ABOUT THIS EXERCISE:
The response should be an exact copy of every record.

PROVIDED ENTRIES:
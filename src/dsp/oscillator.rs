//! Oscillators and noise.

/*
Oscillators
===========

An oscillator is a phase accumulator plus a shaping function. Every sample
the phase advances by `frequency / sample_rate` and wraps at 1.0; the shape
maps the phase to an amplitude in -1.0..=1.0.

    phase  0.0 ──────────────> 1.0 (wrap)

    sine      ╭─╮     sin(2π·phase)
                ╰─╯
    triangle  ╱╲╱     4·|phase - 0.5| - 1, inverted
    sawtooth  ╱│╱│    2·phase - 1
    square    ┌┐└┘    +1 below 0.5, -1 above
    pulse     ┌┐└─┘   +1 below `width`, -1 above


Aliasing and PolyBLEP
---------------------

The sawtooth, square and pulse shapes jump instantly. A jump contains
energy at every frequency, and everything above Nyquist folds back as
inharmonic aliasing, which is very audible on bright drones.

PolyBLEP ("polynomial band-limited step") subtracts a small polynomial
correction around each discontinuity, one sample either side:

    t < dt          :  t/dt·2 - (t/dt)² - 1
    t > 1 - dt      :  ((t-1)/dt)² + (t-1)/dt·2 + 1
    otherwise       :  0

where `dt` is the phase increment. It is cheap and removes most of the
audible aliasing for the frequencies this engine plays.


Control rate
------------

LFOs use the same shapes without the correction; at a few Hertz there is
nothing to alias. `shape` is exposed for them.
*/

use std::f32::consts::TAU;

use crate::toolkit::{NoiseColor, Waveform};

/// Naive bipolar waveform value at `phase` (0..1). Used for control-rate
/// oscillators where aliasing does not matter.
#[inline]
pub fn shape(waveform: Waveform, phase: f32, pulse_width: f32) -> f32 {
    match waveform {
        Waveform::Sine => (TAU * phase).sin(),
        Waveform::Triangle => 1.0 - 4.0 * (phase - 0.5).abs(),
        Waveform::Sawtooth => 2.0 * phase - 1.0,
        Waveform::Square => {
            if phase < 0.5 {
                1.0
            } else {
                -1.0
            }
        }
        Waveform::Pulse => {
            if phase < pulse_width {
                1.0
            } else {
                -1.0
            }
        }
    }
}

#[inline]
fn poly_blep(t: f32, dt: f32) -> f32 {
    if dt <= 0.0 {
        return 0.0;
    }
    if t < dt {
        let x = t / dt;
        x + x - x * x - 1.0
    } else if t > 1.0 - dt {
        let x = (t - 1.0) / dt;
        x * x + x + x + 1.0
    } else {
        0.0
    }
}

/// Audio-rate oscillator with PolyBLEP-corrected edges.
#[derive(Debug, Clone, Default)]
pub struct Oscillator {
    phase: f32,
}

impl Oscillator {
    pub fn new() -> Self {
        Self { phase: 0.0 }
    }

    /// Start at a given phase, used to decorrelate stacked oscillators.
    pub fn with_phase(phase: f32) -> Self {
        Self {
            phase: phase.rem_euclid(1.0),
        }
    }

    pub fn phase(&self) -> f32 {
        self.phase
    }

    pub fn reset(&mut self) {
        self.phase = 0.0;
    }

    /// Produce one sample and advance.
    #[inline]
    pub fn next_sample(
        &mut self,
        waveform: Waveform,
        frequency: f32,
        pulse_width: f32,
        sample_rate: f32,
    ) -> f32 {
        let dt = (frequency / sample_rate).clamp(0.0, 0.5);
        let t = self.phase;
        let width = pulse_width.clamp(0.01, 0.99);

        let value = match waveform {
            Waveform::Sine | Waveform::Triangle => shape(waveform, t, width),
            Waveform::Sawtooth => shape(waveform, t, width) - poly_blep(t, dt),
            Waveform::Square | Waveform::Pulse => {
                let edge = if waveform == Waveform::Square {
                    0.5
                } else {
                    width
                };
                let raw = if t < edge { 1.0 } else { -1.0 };
                raw + poly_blep(t, dt) - poly_blep((t - edge).rem_euclid(1.0), dt)
            }
        };

        self.phase += dt;
        if self.phase >= 1.0 {
            self.phase -= 1.0;
        }
        value
    }
}

/// Noise with white, pink and brown spectra and a sample-and-hold playback
/// rate: at rate 1.0 a new value is drawn every sample, lower rates hold
/// each value longer and darken the result.
#[derive(Debug, Clone)]
pub struct NoiseSource {
    color: NoiseColor,
    state: u32,
    pink: [f32; 7],
    brown: f32,
    held: f32,
    hold_phase: f32,
}

impl NoiseSource {
    pub fn new(color: NoiseColor, seed: u32) -> Self {
        Self {
            color,
            state: if seed == 0 { 0x9E37_79B9 } else { seed },
            pink: [0.0; 7],
            brown: 0.0,
            held: 0.0,
            hold_phase: 1.0,
        }
    }

    pub fn color(&self) -> NoiseColor {
        self.color
    }

    #[inline]
    fn white(&mut self) -> f32 {
        let mut x = self.state;
        x ^= x << 13;
        x ^= x >> 17;
        x ^= x << 5;
        self.state = x;
        (x as f32 / u32::MAX as f32) * 2.0 - 1.0
    }

    #[inline]
    fn draw(&mut self) -> f32 {
        let white = self.white();
        match self.color {
            NoiseColor::White => white,
            NoiseColor::Pink => {
                // Paul Kellet's refined pink filter.
                let b = &mut self.pink;
                b[0] = 0.99886 * b[0] + white * 0.055_517_9;
                b[1] = 0.99332 * b[1] + white * 0.075_075_9;
                b[2] = 0.96900 * b[2] + white * 0.153_852;
                b[3] = 0.86650 * b[3] + white * 0.310_485_6;
                b[4] = 0.55000 * b[4] + white * 0.532_952_2;
                b[5] = -0.7616 * b[5] - white * 0.016_898;
                let pink = b[0] + b[1] + b[2] + b[3] + b[4] + b[5] + b[6] + white * 0.5362;
                b[6] = white * 0.115_926;
                pink * 0.11
            }
            NoiseColor::Brown => {
                self.brown = (self.brown + 0.02 * white) / 1.02;
                self.brown * 3.5
            }
        }
    }

    /// Produce one sample at the given playback rate.
    #[inline]
    pub fn next_sample(&mut self, rate: f32) -> f32 {
        self.hold_phase += rate.clamp(0.0, 8.0);
        while self.hold_phase >= 1.0 {
            self.hold_phase -= 1.0;
            self.held = self.draw();
        }
        self.held
    }
}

WORKED SOLUTION:
filename src/dsp/oscillator.rs
//! Oscillators and noise.

/*
Oscillators
===========

An oscillator is a phase accumulator plus a shaping function. Every sample
the phase advances by `frequency / sample_rate` and wraps at 1.0; the shape
maps the phase to an amplitude in -1.0..=1.0.

    phase  0.0 ──────────────> 1.0 (wrap)

    sine      ╭─╮     sin(2π·phase)
                ╰─╯
    triangle  ╱╲╱     4·|phase - 0.5| - 1, inverted
    sawtooth  ╱│╱│    2·phase - 1
    square    ┌┐└┘    +1 below 0.5, -1 above
    pulse     ┌┐└─┘   +1 below `width`, -1 above


Aliasing and PolyBLEP
---------------------

The sawtooth, square and pulse shapes jump instantly. A jump contains
energy at every frequency, and everything above Nyquist folds back as
inharmonic aliasing, which is very audible on bright drones.

PolyBLEP ("polynomial band-limited step") subtracts a small polynomial
correction around each discontinuity, one sample either side:

    t < dt          :  t/dt·2 - (t/dt)² - 1
    t > 1 - dt      :  ((t-1)/dt)² + (t-1)/dt·2 + 1
    otherwise       :  0

where `dt` is the phase increment. It is cheap and removes most of the
audible aliasing for the frequencies this engine plays.


Control rate
------------

LFOs use the same shapes without the correction; at a few Hertz there is
nothing to alias. `shape` is exposed for them.
*/

use std::f32::consts::TAU;

use crate::toolkit::{NoiseColor, Waveform};

/// Naive bipolar waveform value at `phase` (0..1). Used for control-rate
/// oscillators where aliasing does not matter.
#[inline]
pub fn shape(waveform: Waveform, phase: f32, pulse_width: f32) -> f32 {
    match waveform {
        Waveform::Sine => (TAU * phase).sin(),
        Waveform::Triangle => 1.0 - 4.0 * (phase - 0.5).abs(),
        Waveform::Sawtooth => 2.0 * phase - 1.0,
        Waveform::Square => {
            if phase < 0.5 {
                1.0
            } else {
                -1.0
            }
        }
        Waveform::Pulse => {
            if phase < pulse_width {
                1.0
            } else {
                -1.0
            }
        }
    }
}

#[inline]
fn poly_blep(t: f32, dt: f32) -> f32 {
    if dt <= 0.0 {
        return 0.0;
    }
    if t < dt {
        let x = t / dt;
        x + x - x * x - 1.0
    } else if t > 1.0 - dt {
        let x = (t - 1.0) / dt;
        x * x + x + x + 1.0
    } else {
        0.0
    }
}

/// Audio-rate oscillator with PolyBLEP-corrected edges.
#[derive(Debug, Clone, Default)]
pub struct Oscillator {
    phase: f32,
}

impl Oscillator {
    pub fn new() -> Self {
        Self { phase: 0.0 }
    }

    /// Start at a given phase, used to decorrelate stacked oscillators.
    pub fn with_phase(phase: f32) -> Self {
        Self {
            phase: phase.rem_euclid(1.0),
        }
    }

    pub fn phase(&self) -> f32 {
        self.phase
    }

    pub fn reset(&mut self) {
        self.phase = 0.0;
    }

    /// Produce one sample and advance.
    #[inline]
    pub fn next_sample(
        &mut self,
        waveform: Waveform,
        frequency: f32,
        pulse_width: f32,
        sample_rate: f32,
    ) -> f32 {
        let dt = (frequency / sample_rate).clamp(0.0, 0.5);
        let t = self.phase;
        let width = pulse_width.clamp(0.01, 0.99);

        let value = match waveform {
            Waveform::Sine | Waveform::Triangle => shape(waveform, t, width),
            Waveform::Sawtooth => shape(waveform, t, width) - poly_blep(t, dt),
            Waveform::Square | Waveform::Pulse => {
                let edge = if waveform == Waveform::Square {
                    0.5
                } else {
                    width
                };
                let raw = if t < edge { 1.0 } else { -1.0 };
                raw + poly_blep(t, dt) - poly_blep((t - edge).rem_euclid(1.0), dt)
            }
        };

        self.phase += dt;
        if self.phase >= 1.0 {
            self.phase -= 1.0;
        }
        value
    }
}

/// Noise with white, pink and brown spectra and a sample-and-hold playback
/// rate: at rate 1.0 a new value is drawn every sample, lower rates hold
/// each value longer and darken the result.
#[derive(Debug, Clone)]
pub struct NoiseSource {
    color: NoiseColor,
    state: u32,
    pink: [f32; 7],
    brown: f32,
    held: f32,
    hold_phase: f32,
}

impl NoiseSource {
    pub fn new(color: NoiseColor, seed: u32) -> Self {
        Self {
            color,
            state: if seed == 0 { 0x9E37_79B9 } else { seed },
            pink: [0.0; 7],
            brown: 0.0,
            held: 0.0,
            hold_phase: 1.0,
        }
    }

    pub fn color(&self) -> NoiseColor {
        self.color
    }

    #[inline]
    fn white(&mut self) -> f32 {
        let mut x = self.state;
        x ^= x << 13;
        x ^= x >> 17;
        x ^= x << 5;
        self.state = x;
        (x as f32 / u32::MAX as f32) * 2.0 - 1.0
    }

    #[inline]
    fn draw(&mut self) -> f32 {
        let white = self.white();
        match self.color {
            NoiseColor::White => white,
            NoiseColor::Pink => {
                // Paul Kellet's refined pink filter.
                let b = &mut self.pink;
                b[0] = 0.99886 * b[0] + white * 0.055_517_9;
                b[1] = 0.99332 * b[1] + white * 0.075_075_9;
                b[2] = 0.96900 * b[2] + white * 0.153_852;
                b[3] = 0.86650 * b[3] + white * 0.310_485_6;
                b[4] = 0.55000 * b[4] + white * 0.532_952_2;
                b[5] = -0.7616 * b[5] - white * 0.016_898;
                let pink = b[0] + b[1] + b[2] + b[3] + b[4] + b[5] + b[6] + white * 0.5362;
                b[6] = white * 0.115_926;
                pink * 0.11
            }
            NoiseColor::Brown => {
                self.brown = (self.brown + 0.02 * white) / 1.02;
                self.brown * 3.5
            }
        }
    }

    /// Produce one sample at the given playback rate.
    #[inline]
    pub fn next_sample(&mut self, rate: f32) -> f32 {
        self.hold_phase += rate.clamp(0.0, 8.0);
        while self.hold_phase >= 1.0 {
            self.hold_phase -= 1.0;
            self.held = self.draw();
        }
        self.held
    }
}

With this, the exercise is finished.